▶ DATA SUPPLIED
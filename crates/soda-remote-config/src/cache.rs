//! Remote snapshot and override storage with typed lookup.
//!
//! The cache keeps the last successfully parsed remote document and the
//! override set side by side. The effective view (remote merged with enabled
//! overrides, override wins) is derived on every read and never written back,
//! so toggling overrides takes effect immediately without a new fetch.

use std::borrow::Cow;
use std::collections::HashMap;
use std::fmt::Debug;

use soda_config_proto::ConfigResponse;
use tracing::{debug, error, info, warn};

use crate::value::{ConfigValue, FromConfigValue};

/// Result of [`ConfigCache::update_from_json`]. Only `Updated` changes the
/// remote snapshot; every other outcome leaves it as it was.
#[derive(Debug, Clone, PartialEq, Eq)]
pub enum UpdateOutcome {
    /// The snapshot was replaced with `entries` keys.
    Updated { entries: usize },
    /// The body was empty.
    Empty,
    /// The server answered `success: false`.
    Rejected { error: String },
    /// The response carried no `config` document.
    NoConfig,
    /// The body or the encoded config could not be decoded.
    Malformed { reason: String },
}

impl UpdateOutcome {
    pub fn is_updated(&self) -> bool {
        matches!(self, Self::Updated { .. })
    }
}

/// Holds the remote snapshot and the override set.
#[derive(Debug, Clone, Default)]
pub struct ConfigCache {
    remote: HashMap<String, ConfigValue>,
    overrides: HashMap<String, ConfigValue>,
    use_overrides: bool,
}

impl ConfigCache {
    pub fn new() -> Self {
        Self::default()
    }

    /// Replaces the override mapping and its enable flag. `None` clears the
    /// mapping.
    pub fn set_override_data(
        &mut self,
        overrides: Option<HashMap<String, ConfigValue>>,
        enabled: bool,
    ) {
        self.overrides = overrides.unwrap_or_default();
        self.use_overrides = enabled;
        debug!(
            enabled,
            entries = self.overrides.len(),
            "override set {}",
            if enabled { "enabled" } else { "disabled" }
        );
    }

    /// Whether overrides currently shape the effective view.
    pub fn is_using_overrides(&self) -> bool {
        self.use_overrides
    }

    pub fn remote_len(&self) -> usize {
        self.remote.len()
    }

    pub fn override_len(&self) -> usize {
        self.overrides.len()
    }

    /// Replaces the remote snapshot with the document carried by `raw`.
    ///
    /// Never fails: empty bodies, server-side errors, missing documents and
    /// malformed JSON are logged and leave the previous snapshot untouched.
    pub fn update_from_json(&mut self, raw: &str) -> UpdateOutcome {
        if raw.trim().is_empty() {
            warn!("empty configuration response");
            return UpdateOutcome::Empty;
        }

        let response = match ConfigResponse::from_json(raw) {
            Ok(response) => response,
            Err(err) => {
                error!(error = %err, raw_response = %raw, "failed to parse configuration response");
                return UpdateOutcome::Malformed {
                    reason: err.to_string(),
                };
            }
        };

        if !response.is_success() {
            let message = response.error_message().to_string();
            warn!(error = %message, "server returned an error");
            return UpdateOutcome::Rejected { error: message };
        }

        let document = match response.config_object() {
            Ok(Some(document)) => document,
            Ok(None) => {
                warn!("no config data in response");
                return UpdateOutcome::NoConfig;
            }
            Err(err) => {
                error!(error = %err, raw_response = %raw, "failed to decode config document");
                return UpdateOutcome::Malformed {
                    reason: err.to_string(),
                };
            }
        };

        self.remote = document
            .into_iter()
            .map(|(key, value)| (key, ConfigValue::from(value)))
            .collect();

        info!(
            entries = self.remote.len(),
            overrides = if self.use_overrides { self.overrides.len() } else { 0 },
            "remote configuration updated"
        );
        UpdateOutcome::Updated {
            entries: self.remote.len(),
        }
    }

    /// The effective view: remote values with enabled overrides applied.
    pub fn config_data(&self) -> HashMap<String, ConfigValue> {
        self.effective().into_owned()
    }

    /// Looks up `key` in the effective view and converts it to `T`.
    ///
    /// Missing keys, empty keys, `null` values and failed conversions all
    /// return `default`.
    pub fn get_value<T>(&self, key: &str, default: T) -> T
    where
        T: FromConfigValue + Debug,
    {
        let effective = self.effective();
        let value = match effective.get(key) {
            Some(value) if !key.is_empty() => value,
            _ => {
                warn!(key, default = ?default, "no config data found for key; using default value");
                return default;
            }
        };

        let source = if self.is_override_key(key) {
            "override"
        } else {
            "remote"
        };
        debug!(key, source, value = %value, "config lookup");

        match T::from_config_value(value) {
            Some(converted) => converted,
            None => {
                warn!(
                    key,
                    stored = value.kind(),
                    target = std::any::type_name::<T>(),
                    "type conversion failed; using default value"
                );
                default
            }
        }
    }

    fn is_override_key(&self, key: &str) -> bool {
        self.use_overrides && self.overrides.contains_key(key)
    }

    fn effective(&self) -> Cow<'_, HashMap<String, ConfigValue>> {
        if !self.use_overrides || self.overrides.is_empty() {
            return Cow::Borrowed(&self.remote);
        }
        let mut merged = self.remote.clone();
        merged.extend(
            self.overrides
                .iter()
                .map(|(key, value)| (key.clone(), value.clone())),
        );
        Cow::Owned(merged)
    }
}

#[cfg(test)]
mod tests {
    use super::*;
    use crate::value::Color;
    use proptest::prelude::*;
    use serde_json::{json, Map, Value};
    use tracing_test::traced_test;

    fn cache_with(raw: &str) -> ConfigCache {
        let mut cache = ConfigCache::new();
        assert!(cache.update_from_json(raw).is_updated());
        cache
    }

    fn overrides(entries: &[(&str, ConfigValue)]) -> Option<HashMap<String, ConfigValue>> {
        Some(
            entries
                .iter()
                .map(|(k, v)| (k.to_string(), v.clone()))
                .collect(),
        )
    }

    #[test]
    fn update_replaces_whole_snapshot() {
        let mut cache = cache_with(r#"{"success":true,"config":{"a":1,"b":2}}"#);
        let outcome = cache.update_from_json(r#"{"config":{"c":3}}"#);
        assert_eq!(outcome, UpdateOutcome::Updated { entries: 1 });
        let data = cache.config_data();
        assert_eq!(data.len(), 1);
        assert_eq!(data["c"], ConfigValue::Int(3));
    }

    #[test]
    fn update_is_idempotent() {
        let raw = r#"{"success":true,"config":{"a":1,"s":"x","l":[1,2]}}"#;
        let mut cache = cache_with(raw);
        let first = cache.config_data();
        cache.update_from_json(raw);
        assert_eq!(cache.config_data(), first);
    }

    fn json_leaf() -> impl Strategy<Value = Value> {
        prop_oneof![
            any::<i64>().prop_map(Value::from),
            (-1.0e6_f64..1.0e6).prop_map(Value::from),
            any::<bool>().prop_map(Value::from),
            "[a-zA-Z0-9# ]{0,12}".prop_map(Value::from),
            prop::collection::vec(any::<i32>(), 0..4).prop_map(Value::from),
            Just(Value::Null),
        ]
    }

    fn config_document() -> impl Strategy<Value = Map<String, Value>> {
        prop::collection::btree_map("[a-z]{1,8}", json_leaf(), 0..12)
            .prop_map(|entries| entries.into_iter().collect())
    }

    proptest! {
        #[test]
        fn applying_a_payload_twice_changes_nothing(
            config in config_document(),
            encoded in any::<bool>(),
        ) {
            let config = Value::Object(config);
            let raw = if encoded {
                json!({"success": true, "config": config.to_string()}).to_string()
            } else {
                json!({"success": true, "config": config}).to_string()
            };

            let mut cache = ConfigCache::new();
            let first = cache.update_from_json(&raw);
            let view = cache.config_data();
            let second = cache.update_from_json(&raw);

            prop_assert_eq!(first, second);
            prop_assert_eq!(cache.config_data(), view);
        }
    }

    #[test]
    fn encoded_config_string_is_decoded() {
        let cache = cache_with(r#"{"success":true,"config":"{\"speed\":4.5}"}"#);
        assert_eq!(cache.get_value("speed", 0.0_f64), 4.5);
    }

    #[test]
    #[traced_test]
    fn malformed_json_keeps_previous_snapshot() {
        let mut cache = cache_with(r#"{"config":{"a":1}}"#);
        let outcome = cache.update_from_json("{not json");
        assert!(matches!(outcome, UpdateOutcome::Malformed { .. }));
        assert_eq!(cache.get_value("a", 0_i64), 1);
        assert!(logs_contain("failed to parse configuration response"));
        assert!(logs_contain("{not json"));
    }

    #[test]
    fn malformed_encoded_config_keeps_previous_snapshot() {
        let mut cache = cache_with(r#"{"config":{"a":1}}"#);
        let outcome = cache.update_from_json(r#"{"config":"{broken"}"#);
        assert!(matches!(outcome, UpdateOutcome::Malformed { .. }));
        assert_eq!(cache.get_value("a", 0_i64), 1);
    }

    #[test]
    fn non_updating_outcomes_leave_snapshot() {
        let mut cache = cache_with(r#"{"config":{"a":1}}"#);
        assert_eq!(cache.update_from_json("   "), UpdateOutcome::Empty);
        assert_eq!(
            cache.update_from_json(r#"{"success":false}"#),
            UpdateOutcome::Rejected {
                error: "Unknown error".into()
            }
        );
        assert_eq!(
            cache.update_from_json(r#"{"success":false,"error":"gone"}"#),
            UpdateOutcome::Rejected {
                error: "gone".into()
            }
        );
        assert_eq!(
            cache.update_from_json(r#"{"success":true,"config":null}"#),
            UpdateOutcome::NoConfig
        );
        assert_eq!(cache.update_from_json(r#"{"success":true}"#), UpdateOutcome::NoConfig);
        assert!(matches!(
            cache.update_from_json(r#"{"config":[1]}"#),
            UpdateOutcome::Malformed { .. }
        ));
        assert_eq!(cache.config_data().len(), 1);
    }

    #[test]
    fn empty_cache_survives_bad_first_payload() {
        let mut cache = ConfigCache::new();
        cache.update_from_json("garbage");
        assert!(cache.config_data().is_empty());
        assert_eq!(cache.get_value("a", 99_i64), 99);
    }

    #[test]
    fn enabled_overrides_win_over_remote() {
        let mut cache = cache_with(r#"{"config":{"a":1,"b":2}}"#);
        cache.set_override_data(
            overrides(&[("b", ConfigValue::Int(3)), ("c", ConfigValue::Int(4))]),
            true,
        );
        let data = cache.config_data();
        assert_eq!(data.len(), 3);
        assert_eq!(data["a"], ConfigValue::Int(1));
        assert_eq!(data["b"], ConfigValue::Int(3));
        assert_eq!(data["c"], ConfigValue::Int(4));
    }

    #[test]
    fn disabled_overrides_are_inert_but_retained() {
        let mut cache = cache_with(r#"{"config":{"a":1,"b":2}}"#);
        cache.set_override_data(
            overrides(&[("b", ConfigValue::Int(3)), ("c", ConfigValue::Int(4))]),
            false,
        );
        let data = cache.config_data();
        assert_eq!(data.len(), 2);
        assert_eq!(data["b"], ConfigValue::Int(2));
        assert_eq!(cache.override_len(), 2);
        assert!(!cache.is_using_overrides());
    }

    #[test]
    fn overrides_do_not_mutate_remote_snapshot() {
        let mut cache = cache_with(r#"{"config":{"a":1}}"#);
        cache.set_override_data(overrides(&[("a", ConfigValue::Int(5))]), true);
        assert_eq!(cache.get_value("a", 0_i64), 5);
        cache.set_override_data(None, false);
        assert_eq!(cache.get_value("a", 0_i64), 1);
        assert_eq!(cache.remote_len(), 1);
    }

    #[test]
    fn overrides_survive_remote_refresh() {
        let mut cache = cache_with(r#"{"config":{"a":1}}"#);
        cache.set_override_data(overrides(&[("a", ConfigValue::Int(5))]), true);
        cache.update_from_json(r#"{"config":{"a":2,"b":3}}"#);
        assert_eq!(cache.get_value("a", 0_i64), 5);
        assert_eq!(cache.get_value("b", 0_i64), 3);
    }

    #[test]
    fn typed_lookup_converts_tolerantly() {
        let cache = cache_with(
            r##"{"config":{"flag":"TRUE","nope":"nope","tint":"#FF0000","bad_tint":"zzz","n":7,"s":"12","nothing":null}}"##,
        );
        assert!(cache.get_value("flag", false));
        assert!(!cache.get_value("nope", true));
        assert_eq!(
            cache.get_value("tint", Color::BLACK),
            Color::new(1.0, 0.0, 0.0, 1.0)
        );
        assert_eq!(cache.get_value("bad_tint", Color::BLACK), Color::BLACK);
        assert_eq!(cache.get_value("n", 0.0_f64), 7.0);
        assert_eq!(cache.get_value("s", 0_i64), 12);
        assert_eq!(cache.get_value("n", String::new()), "7");
        assert_eq!(cache.get_value("nothing", 3_i64), 3);
    }

    #[test]
    #[traced_test]
    fn missing_and_empty_keys_return_default() {
        let cache = cache_with(r#"{"config":{"":1,"a":1}}"#);
        assert_eq!(cache.get_value("missing", 42_i64), 42);
        assert_eq!(cache.get_value("", 42_i64), 42);
        assert!(logs_contain("no config data found for key"));
    }

    #[test]
    #[traced_test]
    fn failed_conversion_returns_default() {
        let cache = cache_with(r#"{"config":{"list":[1,2]}}"#);
        assert_eq!(cache.get_value("list", 5_i64), 5);
        assert!(logs_contain("type conversion failed"));
    }
}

▶ TASK PROMPT
Return only the number of lines in the entries that contain the string "mapping".

▶ EXERCISE RESULT
2